-------- DATA SECTION --------

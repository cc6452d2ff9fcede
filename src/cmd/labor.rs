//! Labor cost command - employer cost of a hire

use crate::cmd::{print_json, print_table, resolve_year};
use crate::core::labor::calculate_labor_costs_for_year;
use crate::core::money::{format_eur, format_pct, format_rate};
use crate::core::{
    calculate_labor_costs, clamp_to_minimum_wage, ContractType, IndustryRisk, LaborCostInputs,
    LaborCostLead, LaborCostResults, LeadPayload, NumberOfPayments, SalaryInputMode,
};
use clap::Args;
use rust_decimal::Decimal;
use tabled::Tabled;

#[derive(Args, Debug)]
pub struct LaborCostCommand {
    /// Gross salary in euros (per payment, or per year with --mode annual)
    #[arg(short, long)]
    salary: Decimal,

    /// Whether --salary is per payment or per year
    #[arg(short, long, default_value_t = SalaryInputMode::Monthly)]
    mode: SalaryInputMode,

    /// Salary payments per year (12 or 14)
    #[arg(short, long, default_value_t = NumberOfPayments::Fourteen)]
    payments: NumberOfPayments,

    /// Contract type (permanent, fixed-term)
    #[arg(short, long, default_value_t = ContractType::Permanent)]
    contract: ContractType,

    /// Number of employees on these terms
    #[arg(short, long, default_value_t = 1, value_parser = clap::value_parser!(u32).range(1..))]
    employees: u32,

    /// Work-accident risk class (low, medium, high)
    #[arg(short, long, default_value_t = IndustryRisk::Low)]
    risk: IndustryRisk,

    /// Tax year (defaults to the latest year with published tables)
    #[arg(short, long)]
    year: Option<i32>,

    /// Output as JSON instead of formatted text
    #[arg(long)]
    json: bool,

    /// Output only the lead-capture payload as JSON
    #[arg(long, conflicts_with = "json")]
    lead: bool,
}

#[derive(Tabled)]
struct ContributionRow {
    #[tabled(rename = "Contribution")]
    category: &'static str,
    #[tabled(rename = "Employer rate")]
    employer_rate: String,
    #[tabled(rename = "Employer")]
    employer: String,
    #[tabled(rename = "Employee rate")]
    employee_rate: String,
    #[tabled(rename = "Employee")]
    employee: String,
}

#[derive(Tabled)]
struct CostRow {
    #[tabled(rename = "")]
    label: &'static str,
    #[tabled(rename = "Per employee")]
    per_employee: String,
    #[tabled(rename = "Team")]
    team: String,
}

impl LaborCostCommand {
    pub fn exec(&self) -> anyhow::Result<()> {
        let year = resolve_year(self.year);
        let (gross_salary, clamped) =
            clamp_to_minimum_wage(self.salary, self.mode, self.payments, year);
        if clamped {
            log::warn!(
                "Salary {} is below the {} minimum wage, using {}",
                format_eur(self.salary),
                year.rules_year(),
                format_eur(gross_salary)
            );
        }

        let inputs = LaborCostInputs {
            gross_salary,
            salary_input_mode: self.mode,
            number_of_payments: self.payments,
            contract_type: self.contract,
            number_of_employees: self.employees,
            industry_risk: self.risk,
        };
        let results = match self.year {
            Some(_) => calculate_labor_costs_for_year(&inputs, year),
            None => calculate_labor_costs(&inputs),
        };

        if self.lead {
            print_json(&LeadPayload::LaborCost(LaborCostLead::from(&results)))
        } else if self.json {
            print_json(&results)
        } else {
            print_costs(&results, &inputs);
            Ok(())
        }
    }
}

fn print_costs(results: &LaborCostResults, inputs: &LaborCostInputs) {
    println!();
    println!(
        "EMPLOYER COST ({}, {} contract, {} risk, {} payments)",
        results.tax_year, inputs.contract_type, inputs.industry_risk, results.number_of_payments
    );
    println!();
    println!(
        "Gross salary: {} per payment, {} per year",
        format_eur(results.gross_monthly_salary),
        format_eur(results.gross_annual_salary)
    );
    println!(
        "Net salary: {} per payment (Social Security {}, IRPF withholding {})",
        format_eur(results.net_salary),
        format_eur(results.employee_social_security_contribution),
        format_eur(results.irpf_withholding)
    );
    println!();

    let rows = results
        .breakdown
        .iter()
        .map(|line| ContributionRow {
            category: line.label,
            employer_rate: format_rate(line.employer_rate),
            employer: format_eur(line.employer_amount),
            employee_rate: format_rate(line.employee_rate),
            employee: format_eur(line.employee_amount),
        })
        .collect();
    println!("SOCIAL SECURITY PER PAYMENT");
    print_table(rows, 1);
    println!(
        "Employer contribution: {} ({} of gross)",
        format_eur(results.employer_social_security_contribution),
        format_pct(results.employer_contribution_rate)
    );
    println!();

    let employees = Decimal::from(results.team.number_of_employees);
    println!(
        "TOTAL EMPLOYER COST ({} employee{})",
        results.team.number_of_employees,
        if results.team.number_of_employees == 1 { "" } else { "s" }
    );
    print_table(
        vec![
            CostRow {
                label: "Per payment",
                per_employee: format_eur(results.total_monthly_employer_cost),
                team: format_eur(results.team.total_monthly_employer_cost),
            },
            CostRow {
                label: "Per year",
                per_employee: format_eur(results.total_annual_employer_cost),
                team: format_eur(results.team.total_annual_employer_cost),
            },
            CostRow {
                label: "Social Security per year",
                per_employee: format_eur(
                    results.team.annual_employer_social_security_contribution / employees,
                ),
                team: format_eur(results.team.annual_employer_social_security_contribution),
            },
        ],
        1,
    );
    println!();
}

--------
-------- DATA SECTION --------

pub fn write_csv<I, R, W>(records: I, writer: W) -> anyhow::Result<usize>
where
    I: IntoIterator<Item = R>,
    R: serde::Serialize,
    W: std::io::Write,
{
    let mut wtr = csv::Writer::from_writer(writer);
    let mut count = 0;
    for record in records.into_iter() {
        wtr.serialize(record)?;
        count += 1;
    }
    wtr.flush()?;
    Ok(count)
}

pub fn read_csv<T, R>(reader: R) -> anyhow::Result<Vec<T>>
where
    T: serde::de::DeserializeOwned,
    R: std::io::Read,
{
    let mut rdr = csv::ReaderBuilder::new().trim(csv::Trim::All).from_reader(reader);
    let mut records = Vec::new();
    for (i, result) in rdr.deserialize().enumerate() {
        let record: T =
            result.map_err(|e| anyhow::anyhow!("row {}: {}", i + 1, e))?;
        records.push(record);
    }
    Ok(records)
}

--------
-------- DATA SECTION --------

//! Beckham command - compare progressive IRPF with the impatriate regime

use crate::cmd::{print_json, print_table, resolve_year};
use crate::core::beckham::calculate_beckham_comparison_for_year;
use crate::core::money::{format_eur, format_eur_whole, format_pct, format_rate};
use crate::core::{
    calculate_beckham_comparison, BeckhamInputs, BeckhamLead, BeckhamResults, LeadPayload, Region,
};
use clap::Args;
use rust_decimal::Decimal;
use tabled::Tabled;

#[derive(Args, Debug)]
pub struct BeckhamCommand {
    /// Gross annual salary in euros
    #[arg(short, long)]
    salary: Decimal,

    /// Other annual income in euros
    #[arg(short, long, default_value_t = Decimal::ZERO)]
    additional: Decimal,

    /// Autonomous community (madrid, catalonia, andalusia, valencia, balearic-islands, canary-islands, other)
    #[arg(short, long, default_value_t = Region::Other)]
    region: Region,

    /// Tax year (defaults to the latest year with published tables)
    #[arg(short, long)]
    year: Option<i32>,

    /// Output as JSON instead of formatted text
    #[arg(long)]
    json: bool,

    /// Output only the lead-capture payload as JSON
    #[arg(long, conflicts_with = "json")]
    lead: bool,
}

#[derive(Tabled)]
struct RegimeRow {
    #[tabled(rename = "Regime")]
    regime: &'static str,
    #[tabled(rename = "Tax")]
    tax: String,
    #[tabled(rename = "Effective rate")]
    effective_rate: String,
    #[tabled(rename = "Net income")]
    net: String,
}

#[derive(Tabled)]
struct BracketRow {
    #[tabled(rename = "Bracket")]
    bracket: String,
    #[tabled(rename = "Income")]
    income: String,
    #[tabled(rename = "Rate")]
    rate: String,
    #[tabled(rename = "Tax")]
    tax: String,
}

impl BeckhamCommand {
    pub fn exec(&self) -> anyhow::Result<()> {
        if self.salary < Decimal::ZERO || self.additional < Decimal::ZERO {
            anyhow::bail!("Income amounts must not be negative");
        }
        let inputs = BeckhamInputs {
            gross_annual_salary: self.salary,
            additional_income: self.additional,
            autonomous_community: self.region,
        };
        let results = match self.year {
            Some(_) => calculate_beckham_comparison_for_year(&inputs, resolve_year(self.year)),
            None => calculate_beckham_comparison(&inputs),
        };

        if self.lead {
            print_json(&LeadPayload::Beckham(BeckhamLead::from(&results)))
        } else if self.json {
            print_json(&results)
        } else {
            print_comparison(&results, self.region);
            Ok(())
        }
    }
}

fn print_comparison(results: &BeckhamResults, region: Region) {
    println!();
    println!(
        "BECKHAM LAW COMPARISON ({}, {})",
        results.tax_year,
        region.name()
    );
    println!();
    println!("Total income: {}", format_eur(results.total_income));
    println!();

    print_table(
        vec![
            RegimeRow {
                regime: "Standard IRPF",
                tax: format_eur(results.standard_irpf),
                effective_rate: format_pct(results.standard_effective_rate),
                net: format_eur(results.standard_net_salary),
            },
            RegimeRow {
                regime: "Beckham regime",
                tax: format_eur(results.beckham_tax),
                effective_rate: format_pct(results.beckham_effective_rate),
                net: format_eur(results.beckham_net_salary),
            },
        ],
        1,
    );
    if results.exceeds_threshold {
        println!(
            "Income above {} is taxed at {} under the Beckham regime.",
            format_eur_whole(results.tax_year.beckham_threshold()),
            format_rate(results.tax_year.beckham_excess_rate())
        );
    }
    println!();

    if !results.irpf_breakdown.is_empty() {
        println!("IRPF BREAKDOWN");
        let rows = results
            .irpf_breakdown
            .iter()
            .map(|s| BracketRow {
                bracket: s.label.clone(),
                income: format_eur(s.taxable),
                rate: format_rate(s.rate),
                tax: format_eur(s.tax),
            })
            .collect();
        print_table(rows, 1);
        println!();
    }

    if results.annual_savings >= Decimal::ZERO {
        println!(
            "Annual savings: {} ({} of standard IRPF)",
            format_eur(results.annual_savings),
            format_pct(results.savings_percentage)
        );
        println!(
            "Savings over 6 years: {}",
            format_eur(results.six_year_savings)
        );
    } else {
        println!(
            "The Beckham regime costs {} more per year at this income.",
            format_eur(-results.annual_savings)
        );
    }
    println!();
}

--------

[GOAL OF THE EXERCISE]:
Return, from the data above, each line in which the string "NumberOfPayments" appears.

[REPLY]:
    LaborCostLead, LaborCostResults, LeadPayload, NumberOfPayments, SalaryInputMode,
    #[arg(short, long, default_value_t = NumberOfPayments::Fourteen)]
    payments: NumberOfPayments,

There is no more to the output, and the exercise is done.